Directions: Whenever the string "with" appears in a line below, please copy the line out.

Input data:
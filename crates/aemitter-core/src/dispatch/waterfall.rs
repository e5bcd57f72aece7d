//! Sequential asynchronous dispatch.
//!
//! A waterfall invokes the snapshot one listener at a time. Each step gets a
//! [`Next`] and the following step only starts once that continuation is
//! resolved, either during the listener call or at any later point from any
//! thread.
//!
//! ```text
//!  start ──► drive ──► step 0 ──next()──► step 1 ──next()──► ... ──► completion(None)
//!                         │                  │
//!                         └──next(err)───────┴──────────────────────► completion(Some(err))
//! ```
//!
//! Driving is a loop, not recursion: a continuation resolved while its
//! listener is still on the stack only marks the step as resumed, and the
//! loop that invoked the listener moves on once it returns. A continuation
//! resolved after the listener returned drives the loop itself. Long chains of
//! synchronously resolving listeners therefore run in constant stack depth.
//!
//! The completion is taken out of the shared state exactly once, either at the
//! end of the snapshot or on the first error, and never called with the lock held.
//!
//! A panicking listener unwinds to whoever is driving, but its step is left
//! pending rather than abandoned: a continuation it handed off before panicking
//! still advances the chain.

use std::panic::{self, AssertUnwindSafe};
use std::sync::Arc;

use parking_lot::Mutex;

use super::invocation::{Invocation, Next};
use crate::emitter::Emitter;
use crate::registry::ListenerEntry;
use crate::types::{Args, CompletionFn};

struct State {
    /// Index of the next step to invoke.
    cursor: usize,
    /// Step whose continuation is outstanding.
    pending: Option<usize>,
    /// A driver is currently inside a listener call.
    in_call: bool,
    /// The pending step resolved while its listener was still running.
    resumed: bool,
    /// `None` once the waterfall has finished.
    completion: Option<CompletionFn>,
}

/// One in-flight waterfall publish.
pub(crate) struct Waterfall {
    emitter: Emitter,
    event: String,
    args: Args,
    snapshot: Vec<Arc<ListenerEntry>>,
    state: Mutex<State>,
}

/// Begin a waterfall for `event` and return as soon as the first step has
/// been started (or the whole chain, if every step resolves synchronously).
pub(crate) fn start(emitter: &Emitter, event: &str, args: Args, completion: CompletionFn) {
    let snapshot = emitter.registry().snapshot(event);
    tracing::trace!(
        emitter = %emitter.name(),
        event,
        listeners = snapshot.len(),
        "publishing waterfall"
    );

    if snapshot.is_empty() {
        completion(None);
        return;
    }

    let run = Arc::new(Waterfall {
        emitter: emitter.clone(),
        event: event.to_string(),
        args,
        snapshot,
        state: Mutex::new(State {
            cursor: 0,
            pending: None,
            in_call: false,
            resumed: false,
            completion: Some(completion),
        }),
    });
    run.drive();
}

impl Waterfall {
    pub(crate) fn event(&self) -> &str {
        &self.event
    }

    pub(crate) fn emitter_name(&self) -> &str {
        self.emitter.name()
    }

    fn drive(self: &Arc<Self>) {
        loop {
            let (step, entry) = {
                let mut state = self.state.lock();
                if state.completion.is_none() {
                    return;
                }
                if state.cursor == self.snapshot.len() {
                    let completion = state.completion.take();
                    drop(state);
                    tracing::trace!(
                        emitter = %self.emitter.name(),
                        event = %self.event,
                        "waterfall completed"
                    );
                    if let Some(completion) = completion {
                        completion(None);
                    }
                    return;
                }
                let step = state.cursor;
                state.cursor += 1;
                state.pending = Some(step);
                state.in_call = true;
                state.resumed = false;
                (step, Arc::clone(&self.snapshot[step]))
            };

            if entry.is_once() {
                self.emitter.registry().remove_entry(&self.event, entry.id());
            }
            tracing::trace!(emitter = %self.emitter.name(), event = %self.event, step, "waterfall step");

            let outcome = panic::catch_unwind(AssertUnwindSafe(|| {
                entry.listener().call(Invocation {
                    emitter: &self.emitter,
                    event: &self.event,
                    args: &self.args,
                    next: Some(Next::new(Arc::clone(self), step)),
                })
            }));
            let outcome = match outcome {
                Ok(outcome) => outcome,
                Err(payload) => {
                    // The step stays pending: its continuation may still
                    // resolve from another thread after the panic.
                    tracing::debug!(
                        emitter = %self.emitter.name(),
                        event = %self.event,
                        step,
                        "waterfall listener panicked"
                    );
                    if self.end_call() {
                        self.drive();
                    }
                    panic::resume_unwind(payload);
                }
            };
            if let Err(error) = outcome {
                self.settle(step, Some(error));
            }

            if !self.end_call() {
                return;
            }
        }
    }

    /// Leave the listener call. Returns whether its step already resolved.
    fn end_call(&self) -> bool {
        let mut state = self.state.lock();
        state.in_call = false;
        state.resumed
    }

    /// Resolve `step`. Ignored unless `step` is the outstanding one.
    pub(crate) fn settle(self: &Arc<Self>, step: usize, error: Option<anyhow::Error>) {
        let mut state = self.state.lock();
        if state.pending != Some(step) {
            return;
        }
        state.pending = None;

        match error {
            Some(error) => {
                let completion = state.completion.take();
                drop(state);
                tracing::trace!(
                    emitter = %self.emitter.name(),
                    event = %self.event,
                    step,
                    "waterfall aborted"
                );
                if let Some(completion) = completion {
                    completion(Some(error));
                }
            }
            None if state.in_call => state.resumed = true,
            None => {
                drop(state);
                self.drive();
            }
        }
    }
}
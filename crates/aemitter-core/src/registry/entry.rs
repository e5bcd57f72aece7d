//! Listener handles and registry entries.

use std::fmt;
use std::sync::Arc;

use uuid::Uuid;

use crate::dispatch::Invocation;
use crate::types::{ListenerFn, ListenerResult};

/// A cloneable handle to a listener callable.
///
/// Clones refer to the same callable. Two handles are equal exactly when they
/// are clones of one another, which is what removal by reference compares.
///
/// ```rust
/// use aemitter_core::Listener;
///
/// let a = Listener::new(|_| Ok(()));
/// let b = Listener::new(|_| Ok(()));
/// assert_eq!(a, a.clone());
/// assert_ne!(a, b);
/// ```
#[derive(Clone)]
pub struct Listener(Arc<ListenerFn>);

impl Listener {
    /// Wrap a callable into a listener handle
    pub fn new<F>(callable: F) -> Self
    where
        F: Fn(Invocation<'_>) -> ListenerResult + Send + Sync + 'static,
    {
        Self(Arc::new(callable))
    }

    /// Whether both handles refer to the same callable.
    pub fn same(&self, other: &Listener) -> bool {
        Arc::ptr_eq(&self.0, &other.0)
    }

    pub(crate) fn call(&self, invocation: Invocation<'_>) -> ListenerResult {
        (self.0)(invocation)
    }
}

impl PartialEq for Listener {
    fn eq(&self, other: &Self) -> bool {
        self.same(other)
    }
}

impl Eq for Listener {}

impl fmt::Debug for Listener {
    fn fmt(&self, f: &mut fmt::Formatter<'_>) -> fmt::Result {
        write!(f, "Listener({:p})", Arc::as_ptr(&self.0))
    }
}

/// Unique identity of one registration.
///
/// Registering the same listener twice yields two entries with distinct ids.
#[derive(Debug, Clone, Copy, PartialEq, Eq, Hash)]
pub struct EntryId(Uuid);

impl EntryId {
    fn new() -> Self {
        Self(Uuid::new_v4())
    }
}

impl fmt::Display for EntryId {
    fn fmt(&self, f: &mut fmt::Formatter<'_>) -> fmt::Result {
        write!(f, "Entry({})", &self.0.to_string()[..8])
    }
}

/// Whether an entry survives its first invocation
#[derive(Debug, Clone, Copy, PartialEq, Eq)]
pub enum EntryMode {
    /// Fires on every publish until removed.
    Persistent,
    /// Removes itself from the registry right before its first invocation.
    Once,
}

/// The registry's stored unit: a listener plus its mode.
#[derive(Debug)]
pub(crate) struct ListenerEntry {
    id: EntryId,
    listener: Listener,
    mode: EntryMode,
}

impl ListenerEntry {
    pub(crate) fn new(listener: Listener, mode: EntryMode) -> Self {
        Self {
            id: EntryId::new(),
            listener,
            mode,
        }
    }

    pub(crate) fn id(&self) -> EntryId {
        self.id
    }

    pub(crate) fn listener(&self) -> &Listener {
        &self.listener
    }

    pub(crate) fn is_once(&self) -> bool {
        self.mode == EntryMode::Once
    }
}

Task response:
//! end of the snapshot or on the first error, and never called with the lock held.
/// Registering the same listener twice yields two entries with distinct ids.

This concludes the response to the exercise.